Isolation, Purification and Verification of Peripheral Nerve Myelin Derived from Bovine Cauda Equina

Background: Animal models of peripheral neuroinflammation are essential to understanding the pathogenesis of, and deducing new treatments for demyelinating polyneuropathies. This paper updates and describes adapted methods for the isolation, purification and verification of bovine peripheral nerve myelin used to reliably induce peripheral neuritis in susceptible mice. Methods: Myelin was isolated via discontinuous sucrose and continuous cesium chloride density gradient ultracentrifugation from frozen adult bovine cauda equina. Negatively stained electron microscopy was employed to confirm myelin structure. Phase contrast and routine light microscopy, gravimetric analyses, gel electrophoresis and lens culinaris fluorescent western blotting, analytical colorimetric assays and indirect immunohistochemistry were performed to analyze whole myelin or its protein and lipid subcomponents. Myelin isolates were used to induce experimental autoimmune neuritis in 8-12 Weeks old female Swedish Jim Lambert/ Jackson mice. Results: Negatively-stained electron microscopy demonstrated the two-dimensional repetitive lamella structure of myelin and a lack of organelle contamination. Lipids accounted for ~72% of the dry mass of bovine peripheral nerve myelin, while ~25% was protein/ proteolipid and <4% insoluble residue based on gravimetric analyses. Glycoproteins accounted for the majority of isolated myelin proteins, with myelin protein zero (~28 KDa) being the most prevalent protein. Phospholipids accounted for ~60% of the total dry weight of bovine peripheral nerve myelin. Surface expression of galactocerebroside and sulfatide, two major lipid subcomponents present in myelin, was detected by indirect fluorescent immunohistochemistry.
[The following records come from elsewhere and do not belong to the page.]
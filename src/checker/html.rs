// src/checker/html.rs
// =============================================================================
// This module pulls link candidates out of HTML pages.
//
// We use the `scraper` crate which:
// - Parses HTML into a DOM (Document Object Model)
// - Supports CSS selectors for finding elements
// - Is built on html5ever, so broken markup still parses into *something*
//
// Every element with an `href` attribute yields a hyperlink, and every
// element with a `src` attribute yields an embedded resource. Values are
// returned raw; resolving them to absolute URLs is the crawler's job.
//
// Rust concepts:
// - Enums: LinkKind says which attribute a link came from
// - Iterators: select() walks all matching elements lazily
// =============================================================================

use scraper::{Html, Selector};

/// Which attribute a link was found in.
#[derive(Debug, Clone, Copy, PartialEq, Eq, Hash)]
pub enum LinkKind {
    /// An `href` attribute (`<a>`, `<link>`, `<area>`, ...)
    Hyperlink,
    /// A `src` attribute (`<img>`, `<script>`, `<iframe>`, ...)
    Resource,
}

impl LinkKind {
    fn attribute(self) -> &'static str {
        match self {
            LinkKind::Hyperlink => "href",
            LinkKind::Resource => "src",
        }
    }
}

/// One raw attribute value found on a page.
#[derive(Debug, Clone, PartialEq, Eq)]
pub struct ExtractedLink {
    pub kind: LinkKind,
    pub raw: String,
}

impl ExtractedLink {
    pub fn new(kind: LinkKind, raw: impl Into<String>) -> Self {
        Self {
            kind,
            raw: raw.into(),
        }
    }
}

/// What we learned from parsing one page.
#[derive(Debug, Clone, Default, PartialEq, Eq)]
pub struct ParsedPage {
    /// Value of the first `<base href="...">`, if the page has one
    pub base_href: Option<String>,
    pub links: Vec<ExtractedLink>,
}

/// Parses an HTML document and collects every `href` and `src` value.
///
/// Never fails: malformed markup just yields fewer (or zero) links.
///
/// Example:
///   html = "<a href='/docs'>Docs</a><img src='logo.png'>"
///   links = [Hyperlink("/docs"), Resource("logo.png")]
pub fn parse_page(html: &str) -> ParsedPage {
    let document = Html::parse_document(html);

    // These selectors are constants and known to be valid, so unwrap() can
    // only panic on a programmer error
    let base_selector = Selector::parse("base[href]").unwrap();
    let base_href = document
        .select(&base_selector)
        .next()
        .and_then(|element| element.value().attr("href"))
        .map(|href| href.trim().to_string())
        .filter(|href| !href.is_empty());

    let mut links = Vec::new();
    for kind in [LinkKind::Hyperlink, LinkKind::Resource] {
        let attribute = kind.attribute();
        let selector = Selector::parse(&format!("[{}]", attribute)).unwrap();

        for element in document.select(&selector) {
            if let Some(value) = element.value().attr(attribute) {
                links.push(ExtractedLink::new(kind, value));
            }
        }
    }

    ParsedPage { base_href, links }
}

#[cfg(test)]
mod tests {
    use super::*;

    #[test]
    fn test_extract_href_and_src() {
        let html = r#"
            <a href="/docs">Docs</a>
            <link rel="stylesheet" href="style.css">
            <img src="logo.png">
            <script src="https://cdn.example.test/app.js"></script>
        "#;
        let page = parse_page(html);
        assert_eq!(
            page.links,
            vec![
                ExtractedLink::new(LinkKind::Hyperlink, "/docs"),
                ExtractedLink::new(LinkKind::Hyperlink, "style.css"),
                ExtractedLink::new(LinkKind::Resource, "logo.png"),
                ExtractedLink::new(LinkKind::Resource, "https://cdn.example.test/app.js"),
            ]
        );
        assert_eq!(page.base_href, None);
    }

    #[test]
    fn test_base_href() {
        let html = r#"<head><base href=" /static/ "></head><a href="x">X</a>"#;
        let page = parse_page(html);
        assert_eq!(page.base_href.as_deref(), Some("/static/"));
    }

    #[test]
    fn test_malformed_markup_does_not_fail() {
        let page = parse_page("<a href='/ok'><div <<< </a");
        assert!(page.links.iter().any(|l| l.raw == "/ok"));

        let page = parse_page("");
        assert!(page.links.is_empty());
    }

    #[test]
    fn test_plain_text_has_no_links() {
        let page = parse_page("just some text with http://example.test inside");
        assert!(page.links.is_empty());
    }
}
Bovine peripheral nerve myelin reliably induced a severe macrophagepredominant demyelinating polyneuropathy with associated axonal loss in female mice, consistent with experimental autoimmune neuritis. Conclusions: These updated and adapted methods using readily available resources can be applied to rapidly isolate, purify and verify peripheral nerve myelin from animal sources, and determine its protein and lipid composition prior to use in peripheral neuritis animal models.